As Macri reportedly told the story, imitating Trump during the recounting, Trump told him he'd been watching Macri, adding, "I remember you fondly and I remember the business deal." Since the deal hadn't gone well, Macri said, he responded: "Fondly? Fondly, you son of a gun?" Then Trump offered help, and Macri shrugged it off until a FedEx envelope with a check arrived. The three people who told Axios the story couldn't agree on whether Trump's check was for $500 or $5,000, but they all remembered the punch line: "It bounced."

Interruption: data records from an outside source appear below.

//! Shared helpers for the workspace tests

use std::{
    env, fs,
    io::{self, Write},
    path::{Path, PathBuf},
    process,
    sync::{
        atomic::{AtomicUsize, Ordering},
        Arc, Mutex, Once,
    },
};

use tracing::subscriber::DefaultGuard;
use tracing_subscriber::layer::SubscriberExt;

/// Registers a global default tracing subscriber when called for the first time. This is intended
/// for use in tests.
pub fn subscribe() {
    static INSTALL_TRACING_SUBSCRIBER: Once = Once::new();
    INSTALL_TRACING_SUBSCRIBER.call_once(|| {
        let subscriber = tracing_subscriber::FmtSubscriber::builder()
            .with_env_filter(tracing_subscriber::EnvFilter::from_default_env())
            .with_test_writer()
            .finish();
        tracing::subscriber::set_global_default(subscriber).unwrap();
    });
}

/// This is a writer that can be used with a thread-local tracing subscriber to inspect
/// logs for a single test.
#[derive(Clone, Default)]
pub struct LogWriter(pub Arc<Mutex<Vec<u8>>>);

impl LogWriter {
    /// Returns true if anything logged so far contains `needle`
    pub fn contains(&self, needle: &str) -> bool {
        self.logs().contains(needle)
    }

    /// Everything logged so far
    pub fn logs(&self) -> String {
        String::from_utf8(self.0.lock().unwrap().clone()).unwrap()
    }
}

impl Write for LogWriter {
    fn write(&mut self, buf: &[u8]) -> io::Result<usize> {
        self.0.lock().unwrap().write(buf)
    }

    fn flush(&mut self) -> io::Result<()> {
        self.0.lock().unwrap().flush()
    }
}

/// Captures the logs of the current thread until the returned guard is dropped
pub fn capture_logs() -> (LogWriter, DefaultGuard) {
    let logs = LogWriter::default();
    let writer = logs.clone();

    let layer = tracing_subscriber::fmt::layer()
        .with_writer(move || writer.clone())
        .with_ansi(false);

    let subscriber = tracing_subscriber::registry().with(layer);
    let guard = tracing::subscriber::set_default(subscriber);

    (logs, guard)
}

/// A file in the system temporary directory, removed on drop
pub struct TempFile {
    path: PathBuf,
}

impl TempFile {
    /// Creates a uniquely named file holding `contents`
    pub fn new(prefix: &str, contents: &str) -> Self {
        static COUNTER: AtomicUsize = AtomicUsize::new(0);

        let path = env::temp_dir().join(format!(
            "{prefix}-{}-{}.txt",
            process::id(),
            COUNTER.fetch_add(1, Ordering::Relaxed)
        ));

        let file = Self { path };
        file.write(contents);
        file
    }

    /// Replaces the contents of the file
    pub fn write(&self, contents: &str) {
        fs::write(&self.path, contents).unwrap();
    }

    /// Path of the file
    pub fn path(&self) -> &Path {
        &self.path
    }
}

impl Drop for TempFile {
    fn drop(&mut self) {
        let _ = fs::remove_file(&self.path);
    }
}
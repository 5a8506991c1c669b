// Copyright 2015-2025 Benjamin Fry <benjaminfry@me.com>
//
// Licensed under the Apache License, Version 2.0, <LICENSE-APACHE or
// https://apache.org/licenses/LICENSE-2.0> or the MIT license <LICENSE-MIT or
// https://opensource.org/licenses/MIT>, at your option. This file may not be
// copied, modified, or distributed except according to those terms.

// LIBRARY WARNINGS
#![warn(
    clippy::default_trait_access,
    clippy::dbg_macro,
    clippy::print_stdout,
    clippy::unimplemented,
    clippy::use_self,
    missing_copy_implementations,
    missing_docs,
    non_snake_case,
    non_upper_case_globals,
    rust_2018_idioms,
    unreachable_pub
)]
#![cfg_attr(docsrs, feature(doc_cfg))]

//! Custom EDNS0 local options for Hickory DNS query pipelines.
//!
//! Operators list `(code, data)` pairs in a plain text file:
//!
//! ```text
//! # vendor tag
//! FDE9 tenant-42
//! FFF0 some opaque payload
//! ```
//!
//! The file is validated once at startup into an [`OptionSet`], and a
//! [`CustomEdnsOptions`] plugin then appends those options to the EDNS0 OPT pseudo-record of
//! every query it evaluates, creating the record when the query has none.
//!
//! ```
//! use hickory_custom_edns::{CustomEdnsOptions, OptionSet};
//! use hickory_proto::op::Message;
//!
//! let options: OptionSet = "FDE9 foo\nFFF0 bar\n".parse().unwrap();
//! let plugin = CustomEdnsOptions::new(options);
//!
//! let mut query = Message::new();
//! plugin.eval(&mut query);
//!
//! assert!(query.extensions().is_some());
//! ```

pub use hickory_proto as proto;

mod carrier;
pub mod chain;
pub mod config;
mod custom_edns;
pub mod error;
pub mod options;

pub use self::carrier::EdnsCarrier;
pub use self::chain::{PluginChain, QueryPlugin};
pub use self::config::{ChainConfig, CustomEdnsConfig, PluginConfig};
pub use self::custom_edns::CustomEdnsOptions;
pub use self::error::{ConfigError, ConfigErrorKind, ConfigResult, OptionsError};
pub use self::options::{OptionEntry, OptionSet};

/// Maximum size of a DNS packet, advertised as the UDP payload size of EDNS records created for
/// queries that did not carry one
pub const MAX_DNS_PACKET_SIZE: u16 = 4_096;
// Copyright 2015-2025 Benjamin Fry <benjaminfry@me.com>
//
// Licensed under the Apache License, Version 2.0, <LICENSE-APACHE or
// https://apache.org/licenses/LICENSE-2.0> or the MIT license <LICENSE-MIT or
// https://opensource.org/licenses/MIT>, at your option. This file may not be
// copied, modified, or distributed except according to those terms.

use crate::proto::op::{Edns, Message};

/// A DNS message that can hold an EDNS0 OPT pseudo-record
pub trait EdnsCarrier {
    /// The EDNS record of the message, if it has one
    fn edns_record(&self) -> Option<&Edns>;

    /// Returns the EDNS record of the message, creating it first if needed.
    ///
    /// A created record advertises `max_payload` and has DNSSEC OK cleared. Returns `None`,
    /// without modifying the message, if the message cannot carry EDNS.
    fn edns_or_insert(&mut self, max_payload: u16) -> Option<&mut Edns>;
}

impl EdnsCarrier for Message {
    fn edns_record(&self) -> Option<&Edns> {
        self.extensions().as_ref()
    }

    fn edns_or_insert(&mut self, max_payload: u16) -> Option<&mut Edns> {
        let edns = self.extensions_mut().get_or_insert_with(|| {
            let mut edns = Edns::new();
            edns.set_max_payload(max_payload).set_dnssec_ok(false);
            edns
        });

        Some(edns)
    }
}
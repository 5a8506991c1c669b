// Copyright 2015-2025 Benjamin Fry <benjaminfry@me.com>
//
// Licensed under the Apache License, Version 2.0, <LICENSE-APACHE or
// https://apache.org/licenses/LICENSE-2.0> or the MIT license <LICENSE-MIT or
// https://opensource.org/licenses/MIT>, at your option. This file may not be
// copied, modified, or distributed except according to those terms.

//! Configuration for query plugins

#[cfg(feature = "toml")]
use std::fs;
#[cfg(feature = "toml")]
use std::path::Path;
use std::path::PathBuf;

use serde::Deserialize;

#[cfg(feature = "toml")]
use crate::error::ConfigResult;
use crate::MAX_DNS_PACKET_SIZE;

/// Configuration for the custom EDNS options plugin
#[derive(Clone, Debug, Deserialize, Eq, PartialEq)]
#[serde(deny_unknown_fields)]
pub struct CustomEdnsConfig {
    /// File listing the options to attach, one `<hex code> <data>` pair per line. Relative
    /// paths are resolved against the chain's base directory.
    pub options_file: PathBuf,

    /// UDP payload size advertised by OPT records added to queries that had none. Defaults to
    /// 4096.
    #[serde(default = "default_max_payload")]
    pub max_payload: u16,
}

impl Default for CustomEdnsConfig {
    fn default() -> Self {
        Self {
            options_file: PathBuf::new(),
            max_payload: MAX_DNS_PACKET_SIZE,
        }
    }
}

fn default_max_payload() -> u16 {
    MAX_DNS_PACKET_SIZE
}

/// Enumeration over all query plugin configurations
#[derive(Clone, Debug, Deserialize, Eq, PartialEq)]
#[serde(tag = "type")]
#[serde(rename_all = "snake_case")]
#[non_exhaustive]
pub enum PluginConfig {
    /// Attaches custom EDNS options to queries
    CustomEdnsOptions(CustomEdnsConfig),
}

/// Configuration for a chain of query plugins
///
/// ```toml
/// directory = "/etc/hickory"
///
/// [[plugins]]
/// type = "custom_edns_options"
/// options_file = "custom_edns_options.txt"
/// ```
#[derive(Clone, Debug, Default, Deserialize, Eq, PartialEq)]
#[serde(deny_unknown_fields)]
pub struct ChainConfig {
    /// Base directory for relative plugin paths
    #[serde(default)]
    pub directory: Option<PathBuf>,

    /// Plugins in evaluation order
    #[serde(default)]
    pub plugins: Vec<PluginConfig>,
}

impl ChainConfig {
    /// Read a [`ChainConfig`] from the TOML file at `path`.
    ///
    /// Without a `directory` setting, relative plugin paths are resolved against the directory
    /// containing the configuration file.
    #[cfg(feature = "toml")]
    pub fn read_config(path: &Path) -> ConfigResult<Self> {
        let toml = fs::read_to_string(path)?;
        let mut config = Self::from_toml(&toml)?;

        if config.directory.is_none() {
            config.directory = path.parent().map(Path::to_path_buf);
        }

        Ok(config)
    }

    /// Read a [`ChainConfig`] from the given TOML string.
    #[cfg(feature = "toml")]
    pub fn from_toml(toml: &str) -> ConfigResult<Self> {
        Ok(toml::from_str(toml)?)
    }
}
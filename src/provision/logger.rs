//! Log trigger creation
//!
//! Logging a signal whose payload exceeds one log entry's capacity takes
//! several trigger ids, requested back-to-back: one trigger per chunk of the
//! payload. The engine multiplies its timeout by the id count accordingly.
//! Downloaded entries later arrive per-id and are re-merged by the logged
//! consumer.

use crate::descriptor::{DescId, DescriptorArena};
use crate::protocol;
use crate::provision::engine::ProvisionItem;

/// Number of trigger ids a signal of `payload_len` bytes needs
pub fn ids_for_len(payload_len: usize, chunk_len: usize) -> usize {
    payload_len.div_ceil(chunk_len).max(1)
}

/// Build the creation request logging one signal
pub fn create_item(
    arena: &DescriptorArena,
    source: DescId,
    chunk_len: usize,
    tag: usize,
) -> ProvisionItem {
    let src = arena.get(source);
    let len = src.payload_len();
    let ids = ids_for_len(len, chunk_len);

    let frames = (0..ids)
        .map(|i| {
            let chunk_offset = src.layout.offset as usize + i * chunk_len;
            let chunk = chunk_len.min(len - i * chunk_len).max(1);
            protocol::command(
                protocol::modules::LOGGING,
                protocol::logging::TRIGGER,
                &[
                    src.module,
                    src.register,
                    src.instance.unwrap_or(protocol::NO_INSTANCE),
                    protocol::source_ref(chunk_offset as u8, chunk as u8),
                ],
            )
        })
        .collect();

    ProvisionItem {
        frames,
        ids_required: ids,
        tag,
        patches: Vec::new(),
    }
}

/// Removal frame for a provisioned log trigger
pub fn remove_frame(id: u8) -> Vec<u8> {
    vec![protocol::modules::LOGGING, protocol::logging::REMOVE, id]
}
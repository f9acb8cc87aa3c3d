//! Test builders for boards and sensor descriptors

use sensorlink::mock::{MockBoard, MockHandle};
use sensorlink::{Board, DescId, Enable, Layout, LinkConfig, ManualClock, SignalClass};
use std::sync::Arc;

/// Builder for a board wired to the simulated firmware
pub struct BoardBuilder {
    config: LinkConfig,
    dp_revision: Option<u8>,
    logging_revision: Option<u8>,
    discover: bool,
}

impl BoardBuilder {
    pub fn new() -> Self {
        Self {
            config: LinkConfig::default(),
            dp_revision: None,
            logging_revision: None,
            discover: true,
        }
    }

    pub fn config(mut self, config: LinkConfig) -> Self {
        self.config = config;
        self
    }

    /// Override the data processor module revision the mock reports
    pub fn dp_revision(mut self, revision: u8) -> Self {
        self.dp_revision = Some(revision);
        self
    }

    /// Override the logging module revision the mock reports
    pub fn logging_revision(mut self, revision: u8) -> Self {
        self.logging_revision = Some(revision);
        self
    }

    /// Skip the module discovery round; revision gates then read as zero
    pub fn without_discovery(mut self) -> Self {
        self.discover = false;
        self
    }

    pub fn build(self) -> (Board, MockHandle, Arc<ManualClock>) {
        let (transport, handle) = MockBoard::new();
        if let Some(rev) = self.dp_revision {
            handle.set_module_info(0x09, vec![0, rev]);
        }
        if let Some(rev) = self.logging_revision {
            handle.set_module_info(0x0B, vec![0, rev, 0x08]);
        }
        let clock = ManualClock::new();
        let mut board = Board::with_clock(Box::new(transport), self.config, clock.clone());
        if self.discover {
            board.discover_core_modules();
            super::pump(&mut board, &handle);
            handle.clear_sent();
        }
        (board, handle, clock)
    }
}

impl Default for BoardBuilder {
    fn default() -> Self {
        Self::new()
    }
}

/// Three-axis accelerometer: 2-byte signed lanes at 1/16384 g
pub fn accel_sensor(board: &mut Board) -> DescId {
    board.register_sensor(
        0x03,
        0x04,
        Layout::vector(2, 3, true),
        16384.0,
        SignalClass::Sensor,
        Some(Enable {
            register: 0x02,
            per_instance: false,
        }),
    )
}

/// Scalar temperature channel: 2-byte signed at 1/8 degree
pub fn temp_sensor(board: &mut Board) -> DescId {
    board.register_sensor(
        0x05,
        0x03,
        Layout::scalar(2, true),
        8.0,
        SignalClass::Sensor,
        Some(Enable {
            register: 0x01,
            per_instance: false,
        }),
    )
}

/// Quaternion output of the sensor-fusion module: 4-byte signed lanes
pub fn quaternion_sensor(board: &mut Board) -> DescId {
    board.register_sensor(
        0x19,
        0x04,
        Layout::vector(4, 4, true),
        1_073_741_824.0,
        SignalClass::Fused,
        Some(Enable {
            register: 0x02,
            per_instance: false,
        }),
    )
}
//! Generic batch-provisioning engine
//!
//! Drains an ordered queue of creation requests one at a time. Each step
//! emits the request's command frames, then waits for the firmware to
//! acknowledge with the allocated id(s). Timeouts fail the whole batch and
//! produce removal frames for everything allocated so far, in reverse
//! creation order, so the firmware ends the batch with zero residue.
//!
//! The engine is event-driven and pure: callers feed it [`EngineEvent`]s and
//! transmit whatever frames the returned [`EngineStep`] carries. Deadlines
//! are computed from a caller-supplied `now`, never from wall-clock reads.

use crate::error::LinkError;
use std::collections::VecDeque;
use std::time::{Duration, Instant};

/// Byte substitution applied when an item starts, wiring in an id allocated
/// earlier in the same batch (e.g. a fuser referencing buffer processors).
#[derive(Debug, Clone)]
pub struct FramePatch {
    /// Index of the frame within the item
    pub frame: usize,
    /// Byte offset within that frame
    pub byte: usize,
    /// Tag of the earlier item whose first allocated id is written here
    pub source_tag: usize,
}

/// One pending firmware-object creation request
#[derive(Debug, Clone)]
pub struct ProvisionItem {
    /// Command frames sent back-to-back when the item starts
    pub frames: Vec<Vec<u8>>,
    /// Number of allocation acknowledgements expected; multiplies the timeout
    pub ids_required: usize,
    /// Caller-defined tag identifying the item in the completed list
    pub tag: usize,
    /// Same-batch id substitutions applied before sending
    pub patches: Vec<FramePatch>,
}

/// A successfully provisioned item and its firmware-assigned ids
#[derive(Debug, Clone)]
pub struct CompletedItem {
    pub tag: usize,
    pub ids: Vec<u8>,
}

/// Input events consumed by the engine
#[derive(Debug, Clone, Copy)]
pub enum EngineEvent {
    /// Firmware acknowledged with an allocated id
    Ack(u8),
    /// The armed deadline passed without an acknowledgement
    TimedOut,
}

/// Outcome of one engine transition
#[derive(Debug)]
pub enum EngineStep {
    /// Transmit these frames (possibly none) and keep waiting for acks
    Continue { send: Vec<Vec<u8>> },
    /// Batch finished; items in creation order
    Done { completed: Vec<CompletedItem> },
    /// Batch failed; transmit the removal frames, then surface the error
    Failed {
        rollback: Vec<Vec<u8>>,
        error: LinkError,
    },
}

#[derive(Debug)]
struct InFlight {
    item: ProvisionItem,
    ids: Vec<u8>,
    deadline: Instant,
}

#[derive(Debug)]
enum State {
    Idle,
    Draining {
        queue: VecDeque<ProvisionItem>,
        current: InFlight,
        completed: Vec<CompletedItem>,
    },
}

/// Sequential handshake engine for one firmware module
#[derive(Debug)]
pub struct ProvisionEngine {
    module: u8,
    create_register: u8,
    remove_register: u8,
    name: &'static str,
    state: State,
}

impl ProvisionEngine {
    pub fn new(module: u8, create_register: u8, remove_register: u8, name: &'static str) -> Self {
        Self {
            module,
            create_register,
            remove_register,
            name,
            state: State::Idle,
        }
    }

    pub fn module(&self) -> u8 {
        self.module
    }

    pub fn create_register(&self) -> u8 {
        self.create_register
    }

    pub fn is_idle(&self) -> bool {
        matches!(self.state, State::Idle)
    }

    /// Deadline of the in-flight request, if any
    pub fn deadline(&self) -> Option<Instant> {
        match &self.state {
            State::Idle => None,
            State::Draining { current, .. } => Some(current.deadline),
        }
    }

    /// Begin draining a batch. An empty batch completes immediately.
    /// Only one batch may be in flight per engine.
    pub fn start(&mut self, items: Vec<ProvisionItem>, now: Instant, timeout: Duration) -> EngineStep {
        debug_assert!(self.is_idle(), "{} engine already draining a batch", self.name);
        tracing::debug!(module = self.module, items = items.len(), "starting provisioning batch");
        self.advance(items.into(), Vec::new(), now, timeout)
    }

    /// Feed one event into the engine
    pub fn handle(&mut self, event: EngineEvent, now: Instant, timeout: Duration) -> EngineStep {
        let state = std::mem::replace(&mut self.state, State::Idle);
        let State::Draining {
            queue,
            mut current,
            mut completed,
        } = state
        else {
            // Spurious event after the batch resolved; nothing to do
            return EngineStep::Continue { send: Vec::new() };
        };

        match event {
            EngineEvent::Ack(id) => {
                current.ids.push(id);
                tracing::debug!(
                    module = self.module,
                    id,
                    got = current.ids.len(),
                    need = current.item.ids_required,
                    "provisioning ack"
                );
                if current.ids.len() >= current.item.ids_required {
                    completed.push(CompletedItem {
                        tag: current.item.tag,
                        ids: current.ids,
                    });
                    self.advance(queue, completed, now, timeout)
                } else {
                    self.state = State::Draining {
                        queue,
                        current,
                        completed,
                    };
                    EngineStep::Continue { send: Vec::new() }
                }
            }
            EngineEvent::TimedOut => {
                let mut allocated: Vec<u8> = completed
                    .iter()
                    .flat_map(|c| c.ids.iter().copied())
                    .collect();
                allocated.extend(current.ids.iter().copied());
                tracing::warn!(
                    module = self.module,
                    rolled_back = allocated.len(),
                    "provisioning timed out, rolling back batch"
                );
                let rollback = allocated
                    .into_iter()
                    .rev()
                    .map(|id| vec![self.module, self.remove_register, id])
                    .collect();
                EngineStep::Failed {
                    rollback,
                    error: LinkError::Timeout(format!(
                        "{} creation not acknowledged by firmware",
                        self.name
                    )),
                }
            }
        }
    }

    fn advance(
        &mut self,
        mut queue: VecDeque<ProvisionItem>,
        completed: Vec<CompletedItem>,
        now: Instant,
        timeout: Duration,
    ) -> EngineStep {
        match queue.pop_front() {
            None => EngineStep::Done { completed },
            Some(mut item) => {
                for patch in &item.patches {
                    if let Some(src) = completed.iter().find(|c| c.tag == patch.source_tag) {
                        if let Some(&id) = src.ids.first() {
                            item.frames[patch.frame][patch.byte] = id;
                        }
                    }
                }
                let send = item.frames.clone();
                let deadline = now + timeout * item.ids_required.max(1) as u32;
                self.state = State::Draining {
                    queue,
                    current: InFlight {
                        item,
                        ids: Vec::new(),
                        deadline,
                    },
                    completed,
                };
                EngineStep::Continue { send }
            }
        }
    }
}
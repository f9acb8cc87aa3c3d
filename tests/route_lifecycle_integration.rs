//! Integration tests for route construction and removal
//!
//! These tests validate the full route lifecycle against the simulated
//! firmware: builder staging, provisioning, subscription refcounts and
//! idempotent teardown.

mod common;

use anyhow::Result;
use common::builders::{accel_sensor, temp_sensor, BoardBuilder};
use common::{assert_float_eq, init_tracing, pump};
use sensorlink::{Comparison, ConsumerKind, LinkError, Value};

#[test]
fn test_simple_stream_resolves_without_firmware_traffic() {
    init_tracing();
    let (mut board, handle, _clock) = BoardBuilder::new().build();
    let source = accel_sensor(&mut board);

    let mut result = board.add_route(source, |c| c.stream().map(|_| ()));
    let route_id = result.try_take().expect("resolves synchronously").unwrap();

    assert!(handle.sent_frames().is_empty());
    let route = board.registry().route(route_id).unwrap();
    assert_eq!(route.consumer_count(), 1);
    assert_eq!(route.consumer(0).unwrap().kind(), ConsumerKind::Stream);
}

#[test]
fn test_consumers_keep_builder_call_order() {
    init_tracing();
    let (mut board, handle, _clock) = BoardBuilder::new().build();
    let source = accel_sensor(&mut board);

    let mut result = board.add_route(source, |c| {
        c.split()?
            .index(0)?
            .stream()?
            .index(2)?
            .average(4)?
            .log()?
            .index(1)?
            .stream()?
            .end()
            .map(|_| ())
    });
    pump(&mut board, &handle);
    let route_id = result.try_take().unwrap().unwrap();

    let route = board.registry().route(route_id).unwrap();
    let kinds: Vec<_> = route.consumers().map(|c| c.kind()).collect();
    assert_eq!(
        kinds,
        vec![ConsumerKind::Stream, ConsumerKind::Log, ConsumerKind::Stream]
    );
    // Positions 0 and 2 are the x and y lanes of the split
    assert_eq!(
        board.descriptor(route.consumer(0).unwrap().descriptor()).layout.offset,
        0
    );
    assert_eq!(
        board.descriptor(route.consumer(2).unwrap().descriptor()).layout.offset,
        2
    );
}

#[test]
fn test_shared_sensor_enable_is_refcounted() {
    init_tracing();
    let (mut board, handle, _clock) = BoardBuilder::new().build();
    let source = accel_sensor(&mut board);

    let mut result = board.add_route(source, |c| {
        c.split()?
            .index(0)?
            .stream()?
            .index(1)?
            .stream()?
            .end()
            .map(|_| ())
    });
    let route_id = result.try_take().unwrap().unwrap();

    let rx_x = board.subscribe(route_id, 0).unwrap();
    // Both lanes notify through the same sensor register; one enable only
    assert_eq!(handle.sent_frames(), vec![vec![0x03, 0x02, 1]]);
    let rx_y = board.subscribe(route_id, 1).unwrap();
    assert_eq!(handle.sent_frames().len(), 1);

    // x = 0.5 g, y = -0.25 g, z = 1.0 g
    handle.emit(vec![0x03, 0x44, 0x00, 0x20, 0x00, 0xF0, 0x00, 0x40]);
    pump(&mut board, &handle);
    match rx_x.try_recv().unwrap() {
        Value::Float(v) => assert_float_eq(v, 0.5, 1e-3),
        other => panic!("expected float, got {other:?}"),
    }
    match rx_y.try_recv().unwrap() {
        Value::Float(v) => assert_float_eq(v, -0.25, 1e-3),
        other => panic!("expected float, got {other:?}"),
    }

    // Dropping one lane keeps the sensor live for the other
    handle.clear_sent();
    board.unsubscribe(route_id, 0).unwrap();
    assert!(handle.sent_frames().is_empty());
    board.unsubscribe(route_id, 1).unwrap();
    assert_eq!(handle.sent_frames(), vec![vec![0x03, 0x02, 0]]);
    drop(rx_y);
}

#[test]
fn test_filtered_reaction_removal_frees_exactly_its_objects() {
    init_tracing();
    let (mut board, handle, _clock) = BoardBuilder::new().build();
    let temp = temp_sensor(&mut board);

    // Occupy processor ids 0-2 and event ids 0-6 with unrelated objects
    let mut filler = board.add_route(temp, |c| {
        c.average(2)?.count()?.delay(1)?.stream().map(|_| ())
    });
    pump(&mut board, &handle);
    filler.try_take().unwrap().unwrap();
    let mut observer = board.add_observer(temp, |rec| {
        for i in 0..7 {
            rec.record_command(0x08, 0x01, &[i])?;
        }
        Ok(())
    });
    pump(&mut board, &handle);
    observer.try_take().unwrap().unwrap();

    // The route under test lands on processor id 3 and event id 7
    let mut result = board.add_route(temp, |c| {
        c.filter(Comparison::Gt, &[25.0])?
            .react(|rec| rec.record_command(0x08, 0x01, &[0xFF]))?
            .stream()
            .map(|_| ())
    });
    pump(&mut board, &handle);
    let route_id = result.try_take().unwrap().unwrap();
    assert!(handle.allocated_processors().contains(&3));
    assert!(handle.allocated_events().contains(&7));

    handle.clear_sent();
    board.remove_route(route_id).unwrap();
    // Exactly the two owned objects go away, events before processors
    assert_eq!(
        handle.sent_frames(),
        vec![vec![0x0A, 0x04, 7], vec![0x09, 0x06, 3]]
    );
    assert!(!handle.allocated_processors().contains(&3));
    assert!(!handle.allocated_events().contains(&7));
    assert!(board.registry().route(route_id).is_none());

    // Removal is idempotent
    handle.clear_sent();
    board.remove_route(route_id).unwrap();
    assert!(handle.sent_frames().is_empty());
}

#[test]
fn test_removal_releases_route_names() {
    init_tracing();
    let (mut board, handle, _clock) = BoardBuilder::new().build();
    let temp = temp_sensor(&mut board);

    let mut result = board.add_route(temp, |c| {
        c.name("room_temp")?.stream().map(|_| ())
    });
    let route_id = result.try_take().unwrap().unwrap();
    assert!(board.registry().lookup_name("room_temp").is_some());

    // A second route cannot take the name while it is held
    let mut clash = board.add_route(temp, |c| c.name("room_temp")?.stream().map(|_| ()));
    assert!(matches!(
        clash.try_take(),
        Some(Err(LinkError::InvalidRoute(_)))
    ));

    board.remove_route(route_id).unwrap();
    assert!(board.registry().lookup_name("room_temp").is_none());

    let mut reuse = board.add_route(temp, |c| c.name("room_temp")?.stream().map(|_| ()));
    pump(&mut board, &handle);
    assert!(reuse.try_take().unwrap().is_ok());
}

#[test]
fn test_feedback_route_binds_named_producer() -> Result<()> {
    init_tracing();
    let (mut board, handle, _clock) = BoardBuilder::new().build();
    let temp = temp_sensor(&mut board);

    let mut reference = board.add_route(temp, |c| c.name("setpoint").map(|_| ()));
    reference.try_take().expect("resolves synchronously")?;

    let mut result = board.add_route(temp, |c| {
        c.filter_ref(Comparison::Gt, "setpoint")?.stream().map(|_| ())
    });
    pump(&mut board, &handle);
    result.try_take().expect("resolved after acks")?;

    // One comparator plus one event rewriting its reference
    assert_eq!(handle.allocated_processors().len(), 1);
    assert_eq!(handle.allocated_events().len(), 1);
    let entry = handle
        .sent_frames()
        .into_iter()
        .find(|f| f.starts_with(&[0x0A, 0x02]))
        .expect("event entry frame");
    // Triggered by the named temperature signal
    assert_eq!(&entry[2..5], &[0x05, 0x03, 0xFF]);
    // Replays a parameter command against the data processor module
    assert_eq!(&entry[5..7], &[0x09, 0x05]);
    Ok(())
}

The White House declined to comment to Axios, and Argentina denied that the conversation ever took place. "The conversation certainly did take place," Axios rebuts. "It's not conceivable that our three sources could have colluded to make this up." Still, Macri's administration has diplomatic and practical reasons to deny the story: Trump tends to take public slights seriously and if the anecdote's true, Macri would have technically broken Argentina's rarely enforced restrictions against accepting foreign campaign donations.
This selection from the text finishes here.